We are recommending that anesthesia groups devote some effort to determining prospective partners in ACOs. If you wait for the hospital, the surgery center, or the surgeons who have already made deals with the health plans and/or with the primary care physicians who will always play a central role, participation in the ACO or similar entity is unlikely to be to your advantage. There is, right now, an “ACO feeding frenzy” going on, in the words of David Harlow, who maintains one of the most highly regarded health care law blogs. Anesthesiologists who are going to come out ahead are already preparing to negotiate their roles in ACOs, by:

  1. Determining which of their hospitals or health systems are in – or circling – the ACO feeding frenzy;
  2. Developing alliances with the right surgeons and other physicians, and considering their relationships to the surge of hospitalists and “nocturnists” (!) being heavily recruited;
  3. Thinking about how the payment pie could be divided. Is the current proportion of patient revenues attributable to anesthesia/critical care/pain medicine a possible starting point? Or the proportion of patients who receive those services? Finding the data may be more complicated than calling the hospital’s CFO, but a combination of public and private data may bring you close enough to command the administration’s attention;
  4. Identifying quantifiable new cost savings and quality improvements that you can leverage for your fair share of the performance bonus. Can you work with the surgeons to schedule OR time more efficiently? Can you take steps to reduce the incidence of adverse patient events? We draw your attention to ePREOP™, the electronic preoperative anesthesia record that can coordinate patient testing and records between the surgeon’s office, the facility and the anesthesia department. ABC is partnering with ePREOP’s developers to bring this tool to the broader market.

In its annual Data Book for 2010, the Medicare Payment Advisory Commission (MedPAC) showed that hospital safety was still an issue ripe for improvement:

Chart 4-2. Trends in hospital patient safety indicators are mixed from 2005 to 2008
Patient safety indicator Risk-adjusted rate per 100 eligible discharges, 2005 Risk-adjusted rate per 100 eligible discharges, 2008 Directional change in rate, 2005-2008
Postoperative PE or DVT 0.80 0.95 Worse
Accidental puncture or laceration 0.38 0.41 No difference
Postoperative respiratory failure 1.12 1.29 Worse
latrogenic pneumothorax 0.05 0.05 No difference
Death among surgical inpatients with treatable serious complications 13.15 10.75 Better
Postoperative wound dehiscence 0.24 0.29 No difference

The above chart may suggest some performance improvement projects for which the anesthesiologists assume the lead.

As yet another part of your preparation to initiate discussions with your future ACO partners, you should know that the National Committee for Quality Assurance (NCQA), the organization that accredits managed care plans, recently published its 2011 Draft Accountable Care Organizations Criteria – on which the NCQA is seeking public comments, through November 19. This 80-page document, created by a task force comprising representatives from large integrated health care systems, academia and the insurance industry, can serve as an early guide to the infrastructure, information systems and care management processes that thought leaders are considering key to an ACO’s success.

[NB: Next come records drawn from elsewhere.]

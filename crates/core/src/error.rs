use std::fmt;

/// Failures inside the decision engines.
///
/// Only `Validation` is ever returned to callers of the public contracts.
/// `ModelUnavailable` and `Prediction` are recovered inside the engines and
/// surface as fallback decisions that carry the message for diagnostics.
#[derive(Debug, Clone, PartialEq, Eq)]
pub enum EngineError {
    Validation(String),
    ModelUnavailable(String),
    Prediction(String),
    Training(String),
}

impl EngineError {
    pub fn kind(&self) -> &'static str {
        match self {
            EngineError::Validation(_) => "validation",
            EngineError::ModelUnavailable(_) => "model_unavailable",
            EngineError::Prediction(_) => "prediction",
            EngineError::Training(_) => "training",
        }
    }

    pub fn detail(&self) -> &str {
        match self {
            EngineError::Validation(d)
            | EngineError::ModelUnavailable(d)
            | EngineError::Prediction(d)
            | EngineError::Training(d) => d,
        }
    }
}

impl fmt::Display for EngineError {
    fn fmt(&self, f: &mut fmt::Formatter<'_>) -> fmt::Result {
        write!(f, "engine error (kind={}): {}", self.kind(), self.detail())
    }
}

impl std::error::Error for EngineError {}
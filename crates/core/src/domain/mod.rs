pub mod portfolio;
pub mod profile;
pub mod summary;
pub mod transaction;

We would point out that the Draft proposes to rate ACOs on its providing for primary care, specialty care, urgent and emergency care and inpatient care and on its ensuring the availability of adequate numbers and types of practitioners, without mentioning anesthesia at all. We hope that representatives of the specialty will take the opportunity to comment on a significant omission.

Finally, we note that ASA has established a task force on ACOs and what they might mean for anesthesiology. This is a subject that we expect to continue studying and reviewing for our readers, whose questions and comments are always welcome.